Upgraded tool will help prevent new taxes

Published 9:59 am Saturday, May 28, 2011

by Dinah Babb, David Britt and Judy Wells

The treasurers for the City of Franklin and Southampton and Isle of Wight counties are using an old tool to better collect taxes and help prevent future increases.

Treasurers are tasked to collect the revenue necessary for local services such as fire, police, schools, emergency services and other funds.

Most of the revenue is collected on time, but a small, yet significant percentage of the taxes are not paid and require other means of collection to prevent large write-offs and future tax increases.

As far back as 1950, Virginia law has allowed treasurers to issue seizure warrants as a means of collecting delinquent taxes. In the past, warrants were given to in-house collectors or the sheriff’s department to locate the delinquent property, serve the warrant, seize the property and collect the taxes.

The process has merit; it is limited due to the amount of time, labor and cost required of the locality. Seizures are processed in-house, all costs to locate, seize and collect taxes must come out of collected taxes.

This reduces the net amount to be applied to the needs of the locality.

The treasurers announce an upgrade to the seizure process that will collect more taxes and allow 100 percent of the taxes collected to be applied to the needs of the city or county and reduce the need to increase future budgets due to loss of revenue.

Franklin, Southampton County and Isle of Wight County are utilizing the service of Virginia Auction and Collections Co. and its license plate readers to locate and seize delinquent taxes.

Here’s how the system works and what you need to know.

In place of a single warrant, the treasurers upload their delinquent list to VAC. Using license plate readers equipped with the treasurers’ information, VAC scans all parked cars in parking lots, driveways and streets.

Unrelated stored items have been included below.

//! Percentage of digital skills among the valid skills of a posting.

use crate::analytics::blacklist::SkillBlacklist;
use crate::taxonomy::store::TaxonomySnapshot;

/// Drops blacklisted labels, resolves the rest against the taxonomy and
/// returns `digital / valid * 100`. Returns exactly `0.0` when nothing valid
/// remains.
pub fn calculate_digital_share<S: AsRef<str>>(
    labels: &[S],
    blacklist: &SkillBlacklist,
    taxonomy: &TaxonomySnapshot,
) -> f64 {
    let valid: Vec<_> = labels
        .iter()
        .map(AsRef::as_ref)
        .filter(|label| !blacklist.is_blacklisted(label))
        .filter_map(|label| taxonomy.lookup_skill_by_label(label))
        .collect();

    if valid.is_empty() {
        return 0.0;
    }

    let digital = valid.iter().filter(|skill| skill.is_digital).count();
    digital as f64 / valid.len() as f64 * 100.0
}
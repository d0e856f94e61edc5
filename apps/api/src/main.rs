use anyhow::Result;
use std::net::SocketAddr;
use tower_http::{cors::CorsLayer, trace::TraceLayer};
use tracing::info;
use tracing_subscriber::{layer::SubscriberExt, util::SubscriberInitExt, EnvFilter};

use esco_api::config::Config;
use esco_api::routes::build_router;
use esco_api::state::AppState;
use esco_api::taxonomy::loader::spawn_loader;

#[tokio::main]
async fn main() -> Result<()> {
    let config = Config::from_env()?;

    // Initialize structured logging
    tracing_subscriber::registry()
        .with(EnvFilter::try_from_default_env().unwrap_or_else(|_| {
            EnvFilter::new(format!("esco_api={}", &config.rust_log))
        }))
        .with(tracing_subscriber::fmt::layer())
        .init();

    info!("Starting ESCO API v{}", env!("CARGO_PKG_VERSION"));

    let state = AppState::new(config.clone());
    info!(
        "Skill blacklist initialized ({} terms)",
        state.blacklist.current().len()
    );

    // The taxonomy loads in the background; requests are served (empty) until it is ready.
    spawn_loader(state.taxonomy.clone(), config.loader_settings());

    let app = build_router(state)
        .layer(TraceLayer::new_for_http())
        .layer(CorsLayer::permissive());

    let addr: SocketAddr = format!("0.0.0.0:{}", config.port).parse()?;
    info!("Listening on {addr}");

    let listener = tokio::net::TcpListener::bind(addr).await?;
    axum::serve(listener, app).await?;

    Ok(())
}
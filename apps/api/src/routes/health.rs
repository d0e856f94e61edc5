use axum::{extract::State, Json};
use serde_json::{json, Value};

use crate::state::AppState;

/// GET /health
/// Returns service status, version and whether the taxonomy is loaded.
pub async fn health_handler(State(state): State<AppState>) -> Json<Value> {
    Json(json!({
        "status": "ok",
        "version": env!("CARGO_PKG_VERSION"),
        "service": "esco-api",
        "taxonomy_ready": state.taxonomy.is_ready()
    }))
}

Once the reader locates a license plate matching a delinquent account, the VAC agent verifies the vehicle’s identification and boots the car for tow later that evening.

The agent also places a warrant, explaining the seizure on the vehicle.

If your vehicle is booted, immediately call the treasurer’s office to settle your account.

If you make payment before close of business that day, you can avoid having your vehicle towed and only incur the booting fee and 20 percent collection fee.

Should you fail to pay the treasurer before close of business, your vehicle will be towed to a secure compound and you will incur tow and storage fees.

Due to city and county liabilities, no car can be left booted in parking lots, or on the street.

In other jurisdictions where VAC is working, 98 percent of all seizures are redeemed and released within three days.

Most of that occurs within the first 24 hours.

For the 2 percent who do not redeem their vehicle, the treasurers can carry their vehicle to auction to cover the unpaid taxes and costs to seize the vehicle.

The treasurers encourage you to pay your taxes on time and help keep future taxes low.